//! Ollama (local LLM) provider implementation.

use std::time::{Duration, Instant};

use async_trait::async_trait;
use serde::{Deserialize, Serialize};
use tracing::instrument;

use mocktest_core::traits::{
    GenerateRequest, GenerateResponse, ModelInfo, TextGenerator, TokenUsage, DEFAULT_SYSTEM_PROMPT,
};

use crate::ProviderError;

const DEFAULT_BASE_URL: &str = "http://localhost:11434";
const DEFAULT_TIMEOUT_SECS: u64 = 300; // Local models are slower

/// Ollama local LLM provider.
pub struct OllamaProvider {
    base_url: String,
    client: reqwest::Client,
}

impl OllamaProvider {
    pub fn new(base_url: &str) -> Self {
        let base = if base_url.is_empty() {
            DEFAULT_BASE_URL
        } else {
            base_url
        };

        Self {
            base_url: base.trim_end_matches('/').to_string(),
            client: crate::http_client(Duration::from_secs(DEFAULT_TIMEOUT_SECS)),
        }
    }

    fn unreachable(&self) -> ProviderError {
        ProviderError::NetworkError(format!(
            "Ollama not reachable at {}. Is it running? Start with: ollama serve",
            self.base_url
        ))
    }

    /// Fetch the models pulled into the local Ollama instance.
    pub async fn list_models_async(&self) -> anyhow::Result<Vec<ModelInfo>> {
        let response = self
            .client
            .get(format!("{}/api/tags", self.base_url))
            .send()
            .await
            .map_err(|_| self.unreachable())?;

        let tags: TagsResponse = response.json().await.map_err(|e| ProviderError::ApiError {
            status: 0,
            message: format!("failed to parse tags response: {e}"),
        })?;

        Ok(tags
            .models
            .into_iter()
            .map(|m| ModelInfo {
                id: m.name.clone(),
                name: m.name,
                provider: "ollama".into(),
                max_context: 0,
            })
            .collect())
    }
}

#[derive(Serialize)]
struct ChatRequest<'a> {
    model: &'a str,
    messages: Vec<ChatMessage>,
    stream: bool,
    /// Ask Ollama to constrain the reply to valid JSON.
    format: &'static str,
    options: ChatOptions,
}

#[derive(Serialize)]
struct ChatMessage {
    role: &'static str,
    content: String,
}

#[derive(Serialize)]
struct ChatOptions {
    temperature: f64,
    num_predict: u32,
}

#[derive(Deserialize)]
struct ChatResponse {
    message: ChatResponseMessage,
    model: String,
    #[serde(default)]
    prompt_eval_count: Option<u32>,
    #[serde(default)]
    eval_count: Option<u32>,
}

#[derive(Deserialize)]
struct ChatResponseMessage {
    content: String,
}

#[derive(Deserialize)]
struct TagsResponse {
    models: Vec<TagEntry>,
}

#[derive(Deserialize)]
struct TagEntry {
    name: String,
}

#[async_trait]
impl TextGenerator for OllamaProvider {
    fn name(&self) -> &str {
        "ollama"
    }

    #[instrument(skip(self, request), fields(model = %request.model))]
    async fn generate(&self, request: &GenerateRequest) -> anyhow::Result<GenerateResponse> {
        let start = Instant::now();

        let system_prompt = request
            .system_prompt
            .clone()
            .unwrap_or_else(|| DEFAULT_SYSTEM_PROMPT.to_string());

        let body = ChatRequest {
            model: &request.model,
            messages: vec![
                ChatMessage {
                    role: "system",
                    content: system_prompt,
                },
                ChatMessage {
                    role: "user",
                    content: request.prompt.clone(),
                },
            ],
            stream: false,
            format: "json",
            options: ChatOptions {
                temperature: request.temperature,
                num_predict: request.max_tokens,
            },
        };

        let response = self
            .client
            .post(format!("{}/api/chat", self.base_url))
            .json(&body)
            .send()
            .await
            .map_err(|e| {
                if e.is_timeout() {
                    ProviderError::Timeout(DEFAULT_TIMEOUT_SECS)
                } else if e.is_connect() {
                    self.unreachable()
                } else {
                    ProviderError::NetworkError(e.to_string())
                }
            })?;

        let status = response.status().as_u16();
        if status == 404 {
            return Err(ProviderError::ModelNotFound(format!(
                "Model '{}' not found locally. Pull it with: ollama pull {}",
                request.model, request.model
            ))
            .into());
        }
        if status >= 400 {
            let body = response.text().await.unwrap_or_default();
            return Err(ProviderError::ApiError {
                status,
                message: body,
            }
            .into());
        }

        let api_response: ChatResponse =
            response.json().await.map_err(|e| ProviderError::ApiError {
                status: 0,
                message: format!("failed to parse response: {e}"),
            })?;

        let latency_ms = crate::whole_millis(start.elapsed());
        let content = api_response.message.content;
        if content.trim().is_empty() {
            return Err(ProviderError::EmptyResponse.into());
        }

        let prompt_tokens = api_response.prompt_eval_count.unwrap_or(0);
        let completion_tokens = api_response.eval_count.unwrap_or(0);

        Ok(GenerateResponse {
            content,
            model: api_response.model,
            token_usage: TokenUsage {
                prompt_tokens,
                completion_tokens,
                total_tokens: prompt_tokens + completion_tokens,
            },
            latency_ms,
        })
    }

    fn available_models(&self) -> Vec<ModelInfo> {
        // Listing needs a network round trip; callers use list_models_async.
        vec![]
    }
}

◆ Work instructions: Precisely reproduce the lines of the entries, beginning at the first and ending at the one containing "use crate::ProviderError;". Add nothing.

◆ Response to this exercise:
//! Ollama (local LLM) provider implementation.

use std::time::{Duration, Instant};

use async_trait::async_trait;
use serde::{Deserialize, Serialize};
use tracing::instrument;

use mocktest_core::traits::{
    GenerateRequest, GenerateResponse, ModelInfo, TextGenerator, TokenUsage, DEFAULT_SYSTEM_PROMPT,
};

use crate::ProviderError;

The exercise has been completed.